La suerte de los talentos invisibles

En general, el Distrito de Aguablanca es una cuna de talentos futbolísticos. De eso está seguro el profe Biojó, pero se lamenta al reconocer que muy poca gente se fija en esa zona de la ciudad y sabe que el fútbol es uno de esos deportes en los que después de los 20 años de edad, si no ha pasado nada con el jugador, los sueños se desvanecen solos.

Él tuvo la gran fortuna de vivir aquella común historia de ‘el amigo de un amigo’ y, gracias a varios contactos que hizo casi inesperadamente en una semana, logró llevar a sus muchachos para que probaran en estos clubes bogotanos en los que fueron admitidos de inmediato.

Además de perfeccionar las técnicas futbolísticas, Jhon Jaider Biojó se enfoca en mejorar algunos aspectos personales de sus jugadores. Con el lema “Vale más lo que lleva por dentro que lo que pueda cargar en sus bolsillos” ha logrado convertirlos en jóvenes disciplinados y responsables con todos sus deberes.

 Doña Lucy, por ejemplo, reconoce que su hijo Johan Camilo mejoró su carácter desde que inició los entrenos con el profe Biojó. Y no solo el carácter: los jóvenes de Talentos Fútbol Club también deben tener buen rendimiento académico, ser puntuales, tener un excelente aseo personal y no mantener en la calle ‘haciendo nada’. Por esto es que uno de los aspectos destacados de los siete jugadores que están probando suerte en Bogotá es el buen comportamiento.

Un sueño llamado fútbol

El profe Jhon Jaider ha corroborado que es posible lograr todos, todos los sueños. Hace cinco años pensó en crear un club de fútbol en Potrerogrande para alejar a los jóvenes de la violencia, y lo logró. Hace un año soñó con tener un computador en la sede de su equipo para ayudarles a los muchachos con sus tareas escolares, y ahora tiene cuatro casi nuevos con los que próximamente construirá una sala de internet para uso de todos sus futbolistas.

También retomó su escuela de fútbol para mujeres, pues sabe que en su barrio las niñas cuentan con gran potencial para el deporte y mantenerlas ocupadas se convierte en la  alternativa para mitigar problemáticas tan fuertes como la prostitución infantil en el Oriente de Cali.

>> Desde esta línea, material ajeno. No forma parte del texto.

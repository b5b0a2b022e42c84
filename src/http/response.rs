//! Mapping of construction failures to HTTP responses.
//!
//! # Design Decisions
//! - Upstream timeouts result in 504 Gateway Timeout
//! - Other upstream failures result in 502 Bad Gateway
//! - Everything else is a 500
//! - The body carries the error with all of its causes

use axum::http::StatusCode;
use axum::response::{IntoResponse, Response};

use crate::error::{error_chain, ResponseError, UpstreamError};

impl ResponseError {
    /// Status a transport should answer with.
    pub fn status(&self) -> StatusCode {
        match self {
            ResponseError::Proxy {
                source: UpstreamError::Timeout(_),
                ..
            } => StatusCode::GATEWAY_TIMEOUT,
            ResponseError::Proxy { .. } => StatusCode::BAD_GATEWAY,
            _ => StatusCode::INTERNAL_SERVER_ERROR,
        }
    }
}

impl IntoResponse for ResponseError {
    fn into_response(self) -> Response {
        (self.status(), error_chain(&self)).into_response()
    }
}
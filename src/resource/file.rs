//! File access behind a narrow trait.

use std::fmt::Debug;
use std::io;
use std::path::Path;

/// Reads whole files for file-backed resources.
pub trait FileReader: Send + Sync + Debug {
    /// Read the complete content of `path`.
    fn read(&self, path: &Path) -> io::Result<Vec<u8>>;
}

/// Reads from the local file system, on every call.
#[derive(Debug, Clone, Copy, Default)]
pub struct FsReader;

impl FileReader for FsReader {
    fn read(&self, path: &Path) -> io::Result<Vec<u8>> {
        std::fs::read(path)
    }
}
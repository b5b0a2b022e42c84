//! Declarative response description.

use std::fmt;

use indexmap::IndexMap;
use serde::{Deserialize, Serialize};

use crate::description::{ProxyDescription, TextContainer};

/// One configured response.
///
/// Every field is optional. Resource facets are looked at in the order
/// `text`, `file`, `path_resource`, `version`; the first one present wins.
#[derive(Debug, Clone, Default, PartialEq, Eq, Deserialize, Serialize)]
#[serde(default, deny_unknown_fields)]
pub struct ResponseDescription {
    /// Status code as a base-10 string, e.g. `"404"`.
    #[serde(skip_serializing_if = "Option::is_none")]
    pub status: Option<String>,

    #[serde(skip_serializing_if = "Option::is_none")]
    pub proxy: Option<ProxyDescription>,

    /// Headers in declaration order.
    #[serde(skip_serializing_if = "Option::is_none")]
    pub headers: Option<IndexMap<String, String>>,

    /// Cookies in declaration order.
    #[serde(skip_serializing_if = "Option::is_none")]
    pub cookies: Option<IndexMap<String, String>>,

    /// Minimum time in milliseconds before the response is finalized.
    #[serde(skip_serializing_if = "Option::is_none")]
    pub latency: Option<u64>,

    #[serde(skip_serializing_if = "Option::is_none")]
    pub text: Option<TextContainer>,

    #[serde(skip_serializing_if = "Option::is_none")]
    pub file: Option<TextContainer>,

    /// Static resource relative to the configured resource root.
    #[serde(skip_serializing_if = "Option::is_none")]
    pub path_resource: Option<String>,

    /// Served verbatim as the body.
    #[serde(skip_serializing_if = "Option::is_none")]
    pub version: Option<String>,
}

impl ResponseDescription {
    /// Whether any content facet is present.
    pub fn is_resource(&self) -> bool {
        self.text.is_some()
            || self.file.is_some()
            || self.path_resource.is_some()
            || self.version.is_some()
    }

    /// Names of the content facets present, in resolution priority order.
    pub fn resource_facets(&self) -> Vec<&'static str> {
        [
            ("text", self.text.is_some()),
            ("file", self.file.is_some()),
            ("path_resource", self.path_resource.is_some()),
            ("version", self.version.is_some()),
        ]
        .into_iter()
        .filter_map(|(name, present)| present.then_some(name))
        .collect()
    }

    /// Whether no facet at all is present.
    pub fn is_empty(&self) -> bool {
        !self.is_resource()
            && self.status.is_none()
            && self.headers.is_none()
            && self.latency.is_none()
            && self.cookies.is_none()
            && self.proxy.is_none()
    }
}

impl fmt::Display for ResponseDescription {
    fn fmt(&self, f: &mut fmt::Formatter<'_>) -> fmt::Result {
        let mut fields: Vec<String> = Vec::new();
        if let Some(text) = &self.text {
            fields.push(format!("text={text}"));
        }
        if let Some(file) = &self.file {
            fields.push(format!("file={file}"));
        }
        if let Some(path) = &self.path_resource {
            fields.push(format!("path_resource={path:?}"));
        }
        if let Some(version) = &self.version {
            fields.push(format!("version={version:?}"));
        }
        if let Some(status) = &self.status {
            fields.push(format!("status={status:?}"));
        }
        if let Some(headers) = &self.headers {
            fields.push(format!("headers={headers:?}"));
        }
        if let Some(cookies) = &self.cookies {
            fields.push(format!("cookies={cookies:?}"));
        }
        if let Some(proxy) = &self.proxy {
            fields.push(format!("proxy={proxy}"));
        }
        if let Some(latency) = self.latency {
            fields.push(format!("latency={latency}"));
        }
        write!(f, "ResponseDescription{{{}}}", fields.join(", "))
    }
}
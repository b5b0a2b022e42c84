//! Template expansion behind a narrow trait.

use std::collections::BTreeMap;
use std::fmt;

use minijinja::Environment;
use serde_json::Value;

use crate::error::TemplateError;

/// Expands template source against a JSON context.
pub trait TemplateEngine: Send + Sync + fmt::Debug {
    fn render(&self, source: &str, context: &Value) -> Result<String, TemplateError>;
}

/// Jinja-style templates (`{{ req.path }}`) rendered with minijinja.
///
/// Sources are compiled on every call, so edited template files take effect
/// on the next request.
pub struct MiniJinjaEngine {
    env: Environment<'static>,
}

impl MiniJinjaEngine {
    /// Create an engine exposing `globals` to every template.
    pub fn new(globals: &BTreeMap<String, String>) -> Self {
        let mut env = Environment::new();
        for (name, value) in globals {
            env.add_global(name.clone(), value.clone());
        }
        Self { env }
    }
}

impl Default for MiniJinjaEngine {
    fn default() -> Self {
        Self::new(&BTreeMap::new())
    }
}

impl fmt::Debug for MiniJinjaEngine {
    fn fmt(&self, f: &mut fmt::Formatter<'_>) -> fmt::Result {
        f.debug_struct("MiniJinjaEngine").finish_non_exhaustive()
    }
}

impl TemplateEngine for MiniJinjaEngine {
    fn render(&self, source: &str, context: &Value) -> Result<String, TemplateError> {
        self.env
            .render_str(source, context)
            .map_err(|e| TemplateError(e.to_string()))
    }
}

Ahora, su sueño es hacer una maestría en deporte en la Asociación Física Argentina (AFA). ¿Cuánto tiempo le tomará? No lo sabe. Deberá terminar su bachillerato antes de iniciar la gestión para estudiar en el exterior y tal vez sea un camino bastante largo. No le importa.

No le importa porque todos sus esfuerzos se ven recompensados cuando ve la calidad deportiva y humana de sus muchachos. Hoy, Johan, Daniel, Kevin, Davinson, Deyvi, Frederman y Fernando le dan sus mayores alegrías.

Con cada jugada, cada gol y cada entreno, estos jóvenes se acercan a cumplir el único sueño del que nunca han dudado: que sus goles sean cantados por el país entero.